#### SOURCE RECORDS
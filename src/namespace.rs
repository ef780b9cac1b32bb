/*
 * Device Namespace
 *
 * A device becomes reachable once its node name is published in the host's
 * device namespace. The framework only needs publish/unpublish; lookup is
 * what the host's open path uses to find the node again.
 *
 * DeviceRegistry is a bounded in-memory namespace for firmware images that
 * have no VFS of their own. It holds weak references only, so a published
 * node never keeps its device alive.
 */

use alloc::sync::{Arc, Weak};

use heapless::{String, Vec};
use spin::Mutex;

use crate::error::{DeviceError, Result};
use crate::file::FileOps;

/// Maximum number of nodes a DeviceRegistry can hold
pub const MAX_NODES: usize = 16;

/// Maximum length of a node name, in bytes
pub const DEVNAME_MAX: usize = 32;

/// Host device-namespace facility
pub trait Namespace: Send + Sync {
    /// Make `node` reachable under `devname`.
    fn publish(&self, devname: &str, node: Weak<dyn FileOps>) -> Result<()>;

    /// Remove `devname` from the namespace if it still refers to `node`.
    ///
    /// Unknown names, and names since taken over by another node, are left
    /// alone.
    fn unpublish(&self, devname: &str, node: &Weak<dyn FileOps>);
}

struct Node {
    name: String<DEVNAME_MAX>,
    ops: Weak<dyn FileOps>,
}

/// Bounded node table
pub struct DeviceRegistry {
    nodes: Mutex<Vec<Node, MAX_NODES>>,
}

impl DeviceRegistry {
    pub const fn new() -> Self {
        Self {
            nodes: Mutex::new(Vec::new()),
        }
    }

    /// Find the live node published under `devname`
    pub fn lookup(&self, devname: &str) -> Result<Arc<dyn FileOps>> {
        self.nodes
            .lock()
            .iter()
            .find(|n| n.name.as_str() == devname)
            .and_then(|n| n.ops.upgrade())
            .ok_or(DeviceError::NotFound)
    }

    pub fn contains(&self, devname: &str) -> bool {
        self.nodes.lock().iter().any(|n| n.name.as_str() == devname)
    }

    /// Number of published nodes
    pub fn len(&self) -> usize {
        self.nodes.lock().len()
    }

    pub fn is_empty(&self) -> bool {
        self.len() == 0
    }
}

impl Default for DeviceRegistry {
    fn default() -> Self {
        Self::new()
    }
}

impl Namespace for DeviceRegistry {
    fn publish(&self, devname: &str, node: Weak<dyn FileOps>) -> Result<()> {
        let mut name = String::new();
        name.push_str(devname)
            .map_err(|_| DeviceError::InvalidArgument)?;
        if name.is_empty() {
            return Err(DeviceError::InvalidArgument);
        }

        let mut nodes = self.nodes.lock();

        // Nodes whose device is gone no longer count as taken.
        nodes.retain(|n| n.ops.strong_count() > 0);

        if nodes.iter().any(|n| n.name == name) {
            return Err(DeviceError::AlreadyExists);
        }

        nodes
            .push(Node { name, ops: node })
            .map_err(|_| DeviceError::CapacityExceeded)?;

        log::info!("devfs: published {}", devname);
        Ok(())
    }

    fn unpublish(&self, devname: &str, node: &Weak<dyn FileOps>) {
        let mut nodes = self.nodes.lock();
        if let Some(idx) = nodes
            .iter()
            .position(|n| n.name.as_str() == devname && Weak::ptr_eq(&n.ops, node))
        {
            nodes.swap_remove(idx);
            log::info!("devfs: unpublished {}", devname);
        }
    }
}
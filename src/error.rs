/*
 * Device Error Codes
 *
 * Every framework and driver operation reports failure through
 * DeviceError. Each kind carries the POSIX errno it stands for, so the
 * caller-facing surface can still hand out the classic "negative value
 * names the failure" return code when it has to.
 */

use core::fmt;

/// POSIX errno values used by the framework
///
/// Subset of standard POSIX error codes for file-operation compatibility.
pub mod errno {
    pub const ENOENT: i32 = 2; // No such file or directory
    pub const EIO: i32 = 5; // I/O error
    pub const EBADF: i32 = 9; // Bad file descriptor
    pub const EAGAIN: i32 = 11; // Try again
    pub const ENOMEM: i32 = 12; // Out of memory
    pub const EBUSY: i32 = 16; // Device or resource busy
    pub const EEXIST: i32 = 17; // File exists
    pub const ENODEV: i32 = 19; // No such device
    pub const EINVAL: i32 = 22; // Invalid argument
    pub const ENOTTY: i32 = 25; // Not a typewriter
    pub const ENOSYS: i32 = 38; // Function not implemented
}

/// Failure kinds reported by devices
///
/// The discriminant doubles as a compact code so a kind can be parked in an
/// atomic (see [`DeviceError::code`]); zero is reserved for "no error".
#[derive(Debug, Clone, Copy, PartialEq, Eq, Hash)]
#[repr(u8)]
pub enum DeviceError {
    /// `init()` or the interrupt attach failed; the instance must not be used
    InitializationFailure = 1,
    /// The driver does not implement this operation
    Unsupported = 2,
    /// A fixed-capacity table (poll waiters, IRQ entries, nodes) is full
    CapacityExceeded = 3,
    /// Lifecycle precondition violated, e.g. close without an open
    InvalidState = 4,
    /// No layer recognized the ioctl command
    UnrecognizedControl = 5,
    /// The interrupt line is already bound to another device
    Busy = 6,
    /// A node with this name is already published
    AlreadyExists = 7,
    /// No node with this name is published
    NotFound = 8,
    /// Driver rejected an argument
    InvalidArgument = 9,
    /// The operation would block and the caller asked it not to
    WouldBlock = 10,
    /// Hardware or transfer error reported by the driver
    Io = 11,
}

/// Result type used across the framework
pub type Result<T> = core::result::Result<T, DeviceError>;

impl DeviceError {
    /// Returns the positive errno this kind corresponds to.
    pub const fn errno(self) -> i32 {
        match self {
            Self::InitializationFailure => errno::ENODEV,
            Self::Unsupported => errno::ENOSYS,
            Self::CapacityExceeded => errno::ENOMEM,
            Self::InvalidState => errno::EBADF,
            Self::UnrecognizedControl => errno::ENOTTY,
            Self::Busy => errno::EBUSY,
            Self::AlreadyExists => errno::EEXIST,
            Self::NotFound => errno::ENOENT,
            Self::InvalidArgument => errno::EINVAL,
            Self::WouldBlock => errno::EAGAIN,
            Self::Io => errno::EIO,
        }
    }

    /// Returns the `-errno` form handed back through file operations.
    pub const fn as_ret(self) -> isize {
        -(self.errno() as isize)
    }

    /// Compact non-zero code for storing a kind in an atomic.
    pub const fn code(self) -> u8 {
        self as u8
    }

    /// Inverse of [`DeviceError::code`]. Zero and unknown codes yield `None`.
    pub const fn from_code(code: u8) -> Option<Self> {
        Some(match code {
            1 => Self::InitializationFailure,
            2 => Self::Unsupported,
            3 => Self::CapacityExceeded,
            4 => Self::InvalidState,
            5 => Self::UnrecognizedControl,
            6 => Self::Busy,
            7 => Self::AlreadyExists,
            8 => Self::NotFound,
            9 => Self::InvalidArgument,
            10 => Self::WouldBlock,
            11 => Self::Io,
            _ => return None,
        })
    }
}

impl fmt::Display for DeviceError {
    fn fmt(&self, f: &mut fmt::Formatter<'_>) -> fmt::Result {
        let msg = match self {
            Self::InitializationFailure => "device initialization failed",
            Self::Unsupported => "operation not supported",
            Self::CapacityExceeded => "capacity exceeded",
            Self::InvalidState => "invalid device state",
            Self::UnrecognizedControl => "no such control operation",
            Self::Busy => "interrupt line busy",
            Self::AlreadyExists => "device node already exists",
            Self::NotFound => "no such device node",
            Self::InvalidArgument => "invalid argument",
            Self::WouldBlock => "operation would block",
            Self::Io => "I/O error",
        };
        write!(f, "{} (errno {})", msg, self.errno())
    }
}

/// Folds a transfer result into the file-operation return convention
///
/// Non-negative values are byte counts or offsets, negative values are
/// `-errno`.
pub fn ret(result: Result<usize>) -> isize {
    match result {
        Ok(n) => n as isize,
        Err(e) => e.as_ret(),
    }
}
########
TASK STATEMENT:
Show every line above in which the word "CapacityExceeded" is found.

ANSWER SPACE:
            .map_err(|_| DeviceError::CapacityExceeded)?;
    CapacityExceeded = 3,
            Self::CapacityExceeded => errno::ENOMEM,
            3 => Self::CapacityExceeded,
            Self::CapacityExceeded => "capacity exceeded",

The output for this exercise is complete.